PROBLEM STATEMENT: Which lines of the listing below contain the word "shutdowns"? Copy each of them.

MATERIAL PROVIDED:

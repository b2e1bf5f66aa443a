// ABOUTME: Mock backend for testing - returns pre-configured responses.
// ABOUTME: Scripts answers, chunk sequences, failures, delays and health results per query.
//!
//! # Example
//!
//! ```no_run
//! use agentry_agent::backends::mock::MockBackend;
//! use agentry_agent::{AgentBackend, AgentContext};
//!
//! # async fn example() {
//! let mut mock = MockBackend::new()
//!     .on_query("hello").respond_text("Hi there!")
//!     .on_query("broken").respond_error("backend exploded");
//!
//! let ctx = AgentContext::new("tenant", "user", "session");
//! let output = mock.execute("hello", &ctx).await.unwrap();
//! assert_eq!(output.answer, "Hi there!");
//! assert!(mock.execute("broken", &ctx).await.is_err());
//! # }
//! ```
//!
//! Clones share their script, health sequence and [`MockProbe`], so a single
//! template can back every instance a pool constructs.

use crate::capabilities::{AgentCapabilities, Capability};
use crate::chunk::ChunkBody;
use crate::context::AgentContext;
use crate::health::HealthStatus;
use crate::response::AgentOutput;
use crate::stream::ChunkSink;
use crate::traits::{AgentBackend, AgentConfig};
use anyhow::{anyhow, bail, Result};
use async_trait::async_trait;
use serde_json::json;
use std::collections::VecDeque;
use std::sync::atomic::{AtomicUsize, Ordering};
use std::sync::{Arc, Mutex};
use std::time::Duration;

/// Mock backend for testing
#[derive(Clone)]
pub struct MockBackend {
    capabilities: AgentCapabilities,
    expectations: Arc<Mutex<VecDeque<Expectation>>>,
    default_reply: Reply,
    health: Arc<Mutex<HealthScript>>,
    latency: Option<Duration>,
    chunk_delay: Option<Duration>,
    probe: MockProbe,
}

#[derive(Clone)]
struct Expectation {
    pattern: String,
    reply: Reply,
}

#[derive(Debug, Clone)]
enum Reply {
    /// Echo the query back
    Echo,
    Text(String),
    Chunks(Vec<ChunkBody>),
    /// Stream the chunks, then fail
    PartialFailure(Vec<ChunkBody>, String),
    Fail(String),
    /// Never finish; only cancellation ends the call
    Hang,
}

struct HealthScript {
    queue: VecDeque<HealthStatus>,
    otherwise: HealthStatus,
}

impl MockBackend {
    /// Create a new mock backend with no expectations
    pub fn new() -> Self {
        Self {
            capabilities: AgentCapabilities::from_set([Capability::Streaming]),
            expectations: Arc::new(Mutex::new(VecDeque::new())),
            default_reply: Reply::Echo,
            health: Arc::new(Mutex::new(HealthScript {
                queue: VecDeque::new(),
                otherwise: HealthStatus::healthy(),
            })),
            latency: None,
            chunk_delay: None,
            probe: MockProbe::default(),
        }
    }

    /// Build a mock from a configuration map.
    ///
    /// Recognised keys: `answer`, `fail`, `latency_ms`, `chunk_delay_ms`,
    /// `chunks`, `healthy`, `health_message`, `capabilities`,
    /// `max_context_length`.
    pub fn from_config(config: &AgentConfig) -> Result<Self> {
        let mut mock = Self::new();

        if let Some(caps) = config.get("capabilities") {
            let names = caps
                .as_array()
                .ok_or_else(|| anyhow!("capabilities must be an array of names"))?;
            let mut set = Vec::with_capacity(names.len());
            for name in names {
                let name = name
                    .as_str()
                    .ok_or_else(|| anyhow!("capability names must be strings"))?;
                set.push(name.parse::<Capability>().map_err(|e| anyhow!(e))?);
            }
            mock.capabilities = AgentCapabilities::from_set(set);
        }
        if let Some(tokens) = config.get("max_context_length").and_then(|v| v.as_u64()) {
            mock.capabilities.max_context_length = u32::try_from(tokens).unwrap_or(u32::MAX);
        }

        if let Some(answer) = config.get("answer").and_then(|v| v.as_str()) {
            mock.default_reply = Reply::Text(answer.to_string());
        }
        if let Some(chunks) = config.get("chunks").and_then(|v| v.as_array()) {
            let bodies = chunks
                .iter()
                .filter_map(|c| c.as_str())
                .map(ChunkBody::text)
                .collect();
            mock.default_reply = Reply::Chunks(bodies);
        }
        if config.get("fail").and_then(|v| v.as_bool()).unwrap_or(false) {
            mock.default_reply = Reply::Fail("mock backend configured to fail".to_string());
        }

        mock.latency = config
            .get("latency_ms")
            .and_then(|v| v.as_u64())
            .map(Duration::from_millis);
        mock.chunk_delay = config
            .get("chunk_delay_ms")
            .and_then(|v| v.as_u64())
            .map(Duration::from_millis);

        if !config.get("healthy").and_then(|v| v.as_bool()).unwrap_or(true) {
            let message = config
                .get("health_message")
                .and_then(|v| v.as_str())
                .unwrap_or("mock backend configured unhealthy");
            mock = mock.always_unhealthy(message);
        }

        Ok(mock)
    }

    /// Set up an expectation for a query containing the given pattern
    pub fn on_query(self, pattern: &str) -> ExpectationBuilder {
        ExpectationBuilder {
            backend: self,
            pattern: pattern.to_string(),
        }
    }

    pub fn with_capabilities(mut self, capabilities: AgentCapabilities) -> Self {
        self.capabilities = capabilities;
        self
    }

    /// Delay every execution by `latency`
    pub fn with_latency(mut self, latency: Duration) -> Self {
        self.latency = Some(latency);
        self
    }

    /// Delay between streamed chunks
    pub fn with_chunk_delay(mut self, delay: Duration) -> Self {
        self.chunk_delay = Some(delay);
        self
    }

    /// Answer unmatched queries with fixed text instead of an echo
    pub fn with_default_text(mut self, text: &str) -> Self {
        self.default_reply = Reply::Text(text.to_string());
        self
    }

    /// Fail every unmatched query
    pub fn fail_always(mut self, message: &str) -> Self {
        self.default_reply = Reply::Fail(message.to_string());
        self
    }

    /// Never complete unmatched queries
    pub fn hang_always(mut self) -> Self {
        self.default_reply = Reply::Hang;
        self
    }

    /// Health results returned in order, before falling back to healthy
    pub fn health_sequence(self, statuses: Vec<HealthStatus>) -> Self {
        {
            let mut script = self.health.lock().unwrap_or_else(|e| e.into_inner());
            script.queue.extend(statuses);
        }
        self
    }

    /// Report unhealthy on every probe
    pub fn always_unhealthy(self, message: &str) -> Self {
        {
            let mut script = self.health.lock().unwrap_or_else(|e| e.into_inner());
            script.otherwise = HealthStatus::unhealthy(message);
        }
        self
    }

    /// Switch the steady-state health result, affecting every clone
    pub fn set_health(&self, status: HealthStatus) {
        let mut script = self.health.lock().unwrap_or_else(|e| e.into_inner());
        script.queue.clear();
        script.otherwise = status;
    }

    /// Counters shared by every clone of this mock
    pub fn probe(&self) -> MockProbe {
        self.probe.clone()
    }

    // Match expectations with FIFO preference: check the front first, fall
    // back to searching the queue if the front doesn't match.
    fn take_reply(&self, query: &str) -> Reply {
        let mut exp = self.expectations.lock().unwrap_or_else(|e| e.into_inner());
        let matched = match exp.front() {
            Some(front) if query.contains(&front.pattern) => exp.pop_front(),
            Some(_) => exp
                .iter()
                .position(|e| query.contains(&e.pattern))
                .and_then(|i| exp.remove(i)),
            None => None,
        };
        matched
            .map(|e| e.reply)
            .unwrap_or_else(|| self.default_reply.clone())
    }

    async fn pause(&self, delay: Option<Duration>) {
        if let Some(delay) = delay {
            tokio::time::sleep(delay).await;
        }
    }
}

impl Default for MockBackend {
    fn default() -> Self {
        Self::new()
    }
}

#[async_trait]
impl AgentBackend for MockBackend {
    fn kind(&self) -> &'static str {
        "mock"
    }

    fn capabilities(&self) -> AgentCapabilities {
        self.capabilities.clone()
    }

    async fn execute(&mut self, query: &str, context: &AgentContext) -> Result<AgentOutput> {
        let _active = self.probe.enter();
        self.probe.inner.executions.fetch_add(1, Ordering::SeqCst);
        self.pause(self.latency).await;

        let output = match self.take_reply(query) {
            Reply::Echo => AgentOutput::text(format!("Mock: no expectation for '{}'", query)),
            Reply::Text(text) => AgentOutput::text(text),
            Reply::Chunks(bodies) => AgentOutput::text(answer_from_chunks(&bodies)),
            Reply::PartialFailure(_, message) | Reply::Fail(message) => bail!(message),
            Reply::Hang => std::future::pending().await,
        };
        Ok(output.with_metadata("session_id", json!(context.session_id)))
    }

    async fn stream(
        &mut self,
        query: &str,
        _context: &AgentContext,
        sink: &mut ChunkSink,
    ) -> Result<()> {
        let _active = self.probe.enter();
        self.probe.inner.streams.fetch_add(1, Ordering::SeqCst);
        self.pause(self.latency).await;

        let (bodies, failure) = match self.take_reply(query) {
            Reply::Echo => (vec![ChunkBody::text(query)], None),
            Reply::Text(text) => (vec![ChunkBody::text(text)], None),
            Reply::Chunks(bodies) => (bodies, None),
            Reply::PartialFailure(bodies, message) => (bodies, Some(message)),
            Reply::Fail(message) => (Vec::new(), Some(message)),
            Reply::Hang => std::future::pending().await,
        };

        for body in bodies {
            self.pause(self.chunk_delay).await;
            sink.send(body).await?;
        }
        if let Some(message) = failure {
            bail!(message);
        }
        if !sink.is_finished() {
            sink.complete_with_transcript().await?;
        }
        Ok(())
    }

    async fn health_check(&self) -> HealthStatus {
        self.probe.inner.health_checks.fetch_add(1, Ordering::SeqCst);
        let mut script = self.health.lock().unwrap_or_else(|e| e.into_inner());
        script
            .queue
            .pop_front()
            .unwrap_or_else(|| script.otherwise.clone())
    }

    async fn shutdown(&mut self) -> Result<()> {
        self.probe.inner.shutdowns.fetch_add(1, Ordering::SeqCst);
        Ok(())
    }
}

fn answer_from_chunks(bodies: &[ChunkBody]) -> String {
    let completion = bodies.iter().find_map(|b| match b {
        ChunkBody::Completion { answer, .. } => Some(answer.clone()),
        _ => None,
    });
    completion.unwrap_or_else(|| {
        bodies
            .iter()
            .filter_map(|b| match b {
                ChunkBody::Text { text } => Some(text.as_str()),
                _ => None,
            })
            .collect()
    })
}

/// Builder for setting up mock expectations with a fluent API
pub struct ExpectationBuilder {
    backend: MockBackend,
    pattern: String,
}

impl ExpectationBuilder {
    fn push(self, reply: Reply) -> MockBackend {
        self.backend
            .expectations
            .lock()
            .unwrap_or_else(|e| e.into_inner())
            .push_back(Expectation {
                pattern: self.pattern,
                reply,
            });
        self.backend
    }

    /// Respond with a simple text answer
    pub fn respond_text(self, text: &str) -> MockBackend {
        self.push(Reply::Text(text.to_string()))
    }

    /// Stream the given chunks; execute answers with their concatenated text
    pub fn respond_chunks(self, chunks: Vec<ChunkBody>) -> MockBackend {
        self.push(Reply::Chunks(chunks))
    }

    /// Fail with the given message
    pub fn respond_error(self, message: &str) -> MockBackend {
        self.push(Reply::Fail(message.to_string()))
    }

    /// Stream the given chunks, then fail
    pub fn respond_partial_failure(self, chunks: Vec<ChunkBody>, message: &str) -> MockBackend {
        self.push(Reply::PartialFailure(chunks, message.to_string()))
    }

    /// Never respond
    pub fn hang(self) -> MockBackend {
        self.push(Reply::Hang)
    }
}

/// Call counters shared across clones of a [`MockBackend`]
#[derive(Clone, Default)]
pub struct MockProbe {
    inner: Arc<ProbeCounters>,
}

#[derive(Default)]
struct ProbeCounters {
    executions: AtomicUsize,
    streams: AtomicUsize,
    health_checks: AtomicUsize,
    shutdowns: AtomicUsize,
    active: AtomicUsize,
    peak_active: AtomicUsize,
}

impl MockProbe {
    pub fn executions(&self) -> usize {
        self.inner.executions.load(Ordering::SeqCst)
    }

    pub fn streams(&self) -> usize {
        self.inner.streams.load(Ordering::SeqCst)
    }

    pub fn health_checks(&self) -> usize {
        self.inner.health_checks.load(Ordering::SeqCst)
    }

    pub fn shutdowns(&self) -> usize {
        self.inner.shutdowns.load(Ordering::SeqCst)
    }

    /// Calls currently running across all clones
    pub fn active(&self) -> usize {
        self.inner.active.load(Ordering::SeqCst)
    }

    /// Highest number of calls observed running at once
    pub fn peak_active(&self) -> usize {
        self.inner.peak_active.load(Ordering::SeqCst)
    }

    fn enter(&self) -> ActiveCall {
        let now = self.inner.active.fetch_add(1, Ordering::SeqCst) + 1;
        self.inner.peak_active.fetch_max(now, Ordering::SeqCst);
        ActiveCall {
            probe: self.clone(),
        }
    }
}

struct ActiveCall {
    probe: MockProbe,
}

impl Drop for ActiveCall {
    fn drop(&mut self) {
        self.probe.inner.active.fetch_sub(1, Ordering::SeqCst);
    }
}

THE ANSWER:
        self.probe.inner.shutdowns.fetch_add(1, Ordering::SeqCst);
    shutdowns: AtomicUsize,
    pub fn shutdowns(&self) -> usize {
        self.inner.shutdowns.load(Ordering::SeqCst)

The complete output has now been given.